- TASK DETAILS: Whenever a line contains the string "UnaryOp", copy it out of the entries.

* * * * * * *

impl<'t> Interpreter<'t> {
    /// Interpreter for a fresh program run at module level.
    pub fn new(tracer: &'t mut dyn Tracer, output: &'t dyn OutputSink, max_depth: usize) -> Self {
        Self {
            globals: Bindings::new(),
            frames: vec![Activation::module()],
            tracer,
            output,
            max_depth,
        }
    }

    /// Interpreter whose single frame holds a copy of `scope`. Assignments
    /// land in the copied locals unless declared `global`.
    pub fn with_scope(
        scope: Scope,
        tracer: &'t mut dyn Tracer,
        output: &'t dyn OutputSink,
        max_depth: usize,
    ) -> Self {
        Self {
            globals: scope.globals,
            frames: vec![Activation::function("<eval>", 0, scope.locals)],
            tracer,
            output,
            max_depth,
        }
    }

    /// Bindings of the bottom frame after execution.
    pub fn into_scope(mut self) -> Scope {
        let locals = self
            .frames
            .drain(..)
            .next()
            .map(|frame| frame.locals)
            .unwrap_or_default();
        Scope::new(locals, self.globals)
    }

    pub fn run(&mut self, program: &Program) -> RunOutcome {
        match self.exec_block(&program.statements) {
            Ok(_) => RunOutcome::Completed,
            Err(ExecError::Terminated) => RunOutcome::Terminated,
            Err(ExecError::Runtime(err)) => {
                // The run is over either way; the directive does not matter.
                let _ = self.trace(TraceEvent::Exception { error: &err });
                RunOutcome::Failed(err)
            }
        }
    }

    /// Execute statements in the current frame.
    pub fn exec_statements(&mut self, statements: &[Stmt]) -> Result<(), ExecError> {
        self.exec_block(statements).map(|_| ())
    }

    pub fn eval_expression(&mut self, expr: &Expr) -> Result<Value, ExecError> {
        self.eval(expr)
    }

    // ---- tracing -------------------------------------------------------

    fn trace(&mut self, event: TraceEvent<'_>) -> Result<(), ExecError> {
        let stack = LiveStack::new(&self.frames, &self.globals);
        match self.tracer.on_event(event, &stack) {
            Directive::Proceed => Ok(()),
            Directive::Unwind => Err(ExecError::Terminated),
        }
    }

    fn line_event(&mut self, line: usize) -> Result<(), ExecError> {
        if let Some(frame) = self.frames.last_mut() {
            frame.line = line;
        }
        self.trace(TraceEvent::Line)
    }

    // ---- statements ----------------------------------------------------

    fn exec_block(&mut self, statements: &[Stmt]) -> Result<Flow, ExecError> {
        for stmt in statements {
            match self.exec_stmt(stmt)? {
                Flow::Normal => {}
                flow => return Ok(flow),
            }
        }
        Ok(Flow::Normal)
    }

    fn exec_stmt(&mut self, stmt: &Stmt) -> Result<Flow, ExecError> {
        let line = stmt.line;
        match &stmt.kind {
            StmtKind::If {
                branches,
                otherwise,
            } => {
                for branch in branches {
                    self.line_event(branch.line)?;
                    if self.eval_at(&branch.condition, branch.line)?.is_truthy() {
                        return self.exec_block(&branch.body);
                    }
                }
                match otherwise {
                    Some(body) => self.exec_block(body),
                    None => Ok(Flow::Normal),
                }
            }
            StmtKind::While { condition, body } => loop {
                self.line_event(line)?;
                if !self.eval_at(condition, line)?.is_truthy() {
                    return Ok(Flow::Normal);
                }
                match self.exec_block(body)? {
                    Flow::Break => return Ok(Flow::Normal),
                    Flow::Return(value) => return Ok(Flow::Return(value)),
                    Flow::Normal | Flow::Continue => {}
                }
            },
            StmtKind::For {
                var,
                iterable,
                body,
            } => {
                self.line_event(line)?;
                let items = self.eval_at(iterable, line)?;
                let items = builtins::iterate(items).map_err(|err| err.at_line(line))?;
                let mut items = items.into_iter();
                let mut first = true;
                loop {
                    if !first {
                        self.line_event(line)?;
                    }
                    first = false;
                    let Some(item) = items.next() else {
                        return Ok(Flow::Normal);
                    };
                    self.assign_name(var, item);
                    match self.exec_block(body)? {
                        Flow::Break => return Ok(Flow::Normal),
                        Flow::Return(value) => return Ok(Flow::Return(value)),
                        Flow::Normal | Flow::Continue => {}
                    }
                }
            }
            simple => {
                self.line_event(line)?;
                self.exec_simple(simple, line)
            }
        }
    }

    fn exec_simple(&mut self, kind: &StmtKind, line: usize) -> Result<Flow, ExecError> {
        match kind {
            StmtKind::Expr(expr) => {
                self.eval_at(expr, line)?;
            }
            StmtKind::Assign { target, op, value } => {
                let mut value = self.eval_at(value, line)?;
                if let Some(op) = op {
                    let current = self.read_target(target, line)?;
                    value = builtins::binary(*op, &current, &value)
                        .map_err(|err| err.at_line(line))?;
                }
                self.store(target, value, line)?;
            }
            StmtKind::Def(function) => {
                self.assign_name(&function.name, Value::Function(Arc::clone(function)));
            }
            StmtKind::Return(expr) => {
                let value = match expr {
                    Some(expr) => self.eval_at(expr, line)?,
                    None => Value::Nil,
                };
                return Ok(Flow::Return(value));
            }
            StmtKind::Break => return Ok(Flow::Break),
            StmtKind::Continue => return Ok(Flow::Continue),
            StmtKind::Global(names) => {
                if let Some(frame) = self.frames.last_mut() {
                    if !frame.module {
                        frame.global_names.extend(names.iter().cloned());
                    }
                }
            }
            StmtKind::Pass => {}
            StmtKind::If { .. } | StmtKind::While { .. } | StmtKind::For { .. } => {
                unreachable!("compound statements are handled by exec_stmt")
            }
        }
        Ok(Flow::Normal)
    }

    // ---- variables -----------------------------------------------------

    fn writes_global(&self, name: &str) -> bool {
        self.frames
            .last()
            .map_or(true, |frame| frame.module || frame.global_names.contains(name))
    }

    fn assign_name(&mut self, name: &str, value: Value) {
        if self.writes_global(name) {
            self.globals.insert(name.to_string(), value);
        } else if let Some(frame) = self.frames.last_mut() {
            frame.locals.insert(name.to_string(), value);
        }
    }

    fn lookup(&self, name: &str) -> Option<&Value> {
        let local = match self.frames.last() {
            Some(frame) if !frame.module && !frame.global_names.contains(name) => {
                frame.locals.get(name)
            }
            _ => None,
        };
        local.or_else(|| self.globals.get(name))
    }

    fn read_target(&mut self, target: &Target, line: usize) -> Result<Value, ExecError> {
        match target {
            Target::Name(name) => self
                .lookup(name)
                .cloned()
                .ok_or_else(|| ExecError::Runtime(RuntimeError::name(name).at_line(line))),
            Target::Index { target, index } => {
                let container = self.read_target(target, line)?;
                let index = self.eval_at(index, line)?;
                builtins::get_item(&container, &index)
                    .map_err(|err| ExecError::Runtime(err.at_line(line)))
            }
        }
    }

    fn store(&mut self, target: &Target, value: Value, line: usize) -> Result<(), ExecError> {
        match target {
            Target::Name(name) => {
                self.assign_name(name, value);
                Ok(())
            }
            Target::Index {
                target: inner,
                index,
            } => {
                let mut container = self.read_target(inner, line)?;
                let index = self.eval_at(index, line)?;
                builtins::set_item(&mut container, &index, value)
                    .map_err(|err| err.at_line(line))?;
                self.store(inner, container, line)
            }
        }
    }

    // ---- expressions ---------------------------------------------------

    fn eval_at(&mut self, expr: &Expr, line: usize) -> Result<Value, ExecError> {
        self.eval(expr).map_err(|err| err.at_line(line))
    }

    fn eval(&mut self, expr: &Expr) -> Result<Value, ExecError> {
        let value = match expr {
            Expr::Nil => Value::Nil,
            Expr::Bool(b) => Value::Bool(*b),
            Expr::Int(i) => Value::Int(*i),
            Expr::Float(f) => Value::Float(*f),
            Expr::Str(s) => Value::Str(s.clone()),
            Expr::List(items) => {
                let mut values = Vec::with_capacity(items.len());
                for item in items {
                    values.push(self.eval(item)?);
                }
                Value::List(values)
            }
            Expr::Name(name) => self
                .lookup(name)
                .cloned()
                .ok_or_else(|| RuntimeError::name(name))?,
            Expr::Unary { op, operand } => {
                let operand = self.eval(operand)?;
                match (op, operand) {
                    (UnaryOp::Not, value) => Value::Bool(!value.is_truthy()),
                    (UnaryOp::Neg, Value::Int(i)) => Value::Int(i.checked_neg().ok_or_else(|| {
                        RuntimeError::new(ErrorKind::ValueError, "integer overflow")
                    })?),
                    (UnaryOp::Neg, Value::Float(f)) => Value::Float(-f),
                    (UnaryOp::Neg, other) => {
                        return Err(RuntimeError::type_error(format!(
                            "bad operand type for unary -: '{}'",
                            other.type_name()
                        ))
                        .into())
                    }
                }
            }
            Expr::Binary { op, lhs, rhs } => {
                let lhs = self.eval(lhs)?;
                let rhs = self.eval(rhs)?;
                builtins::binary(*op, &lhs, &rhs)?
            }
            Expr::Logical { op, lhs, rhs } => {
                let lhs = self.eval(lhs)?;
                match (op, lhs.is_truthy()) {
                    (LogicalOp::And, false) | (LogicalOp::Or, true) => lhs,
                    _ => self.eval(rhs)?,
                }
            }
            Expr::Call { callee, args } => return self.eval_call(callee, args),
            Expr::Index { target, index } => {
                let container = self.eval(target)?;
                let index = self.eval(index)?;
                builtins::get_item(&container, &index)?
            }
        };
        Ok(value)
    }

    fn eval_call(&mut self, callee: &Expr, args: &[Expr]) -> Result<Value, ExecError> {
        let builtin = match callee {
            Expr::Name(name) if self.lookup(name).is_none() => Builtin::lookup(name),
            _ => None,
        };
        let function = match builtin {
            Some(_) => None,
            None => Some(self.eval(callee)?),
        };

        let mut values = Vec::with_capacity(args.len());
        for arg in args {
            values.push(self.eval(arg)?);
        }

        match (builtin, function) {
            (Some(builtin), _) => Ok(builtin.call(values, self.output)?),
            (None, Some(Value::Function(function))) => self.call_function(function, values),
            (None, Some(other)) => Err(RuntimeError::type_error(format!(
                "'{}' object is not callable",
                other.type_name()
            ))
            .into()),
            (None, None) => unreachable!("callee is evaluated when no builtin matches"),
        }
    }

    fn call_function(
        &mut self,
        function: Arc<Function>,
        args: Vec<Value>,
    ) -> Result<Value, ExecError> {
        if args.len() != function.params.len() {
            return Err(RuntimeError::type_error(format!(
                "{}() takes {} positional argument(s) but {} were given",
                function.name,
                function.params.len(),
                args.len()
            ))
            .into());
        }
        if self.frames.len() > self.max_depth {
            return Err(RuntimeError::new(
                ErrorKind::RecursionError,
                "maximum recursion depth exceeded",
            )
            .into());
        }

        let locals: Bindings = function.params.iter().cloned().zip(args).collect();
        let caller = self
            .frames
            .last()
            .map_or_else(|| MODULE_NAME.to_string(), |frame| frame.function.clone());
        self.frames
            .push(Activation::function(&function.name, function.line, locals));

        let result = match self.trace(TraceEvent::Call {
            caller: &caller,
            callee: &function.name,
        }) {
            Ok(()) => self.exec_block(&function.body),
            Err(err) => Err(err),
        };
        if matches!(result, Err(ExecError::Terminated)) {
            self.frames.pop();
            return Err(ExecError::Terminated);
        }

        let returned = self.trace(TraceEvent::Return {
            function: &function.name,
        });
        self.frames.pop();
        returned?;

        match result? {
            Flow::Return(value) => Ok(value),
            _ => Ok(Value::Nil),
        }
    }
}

* * * * * * *

- EXERCISE ANSWER:
                    (UnaryOp::Not, value) => Value::Bool(!value.is_truthy()),
                    (UnaryOp::Neg, Value::Int(i)) => Value::Int(i.checked_neg().ok_or_else(|| {
                    (UnaryOp::Neg, Value::Float(f)) => Value::Float(-f),
                    (UnaryOp::Neg, other) => {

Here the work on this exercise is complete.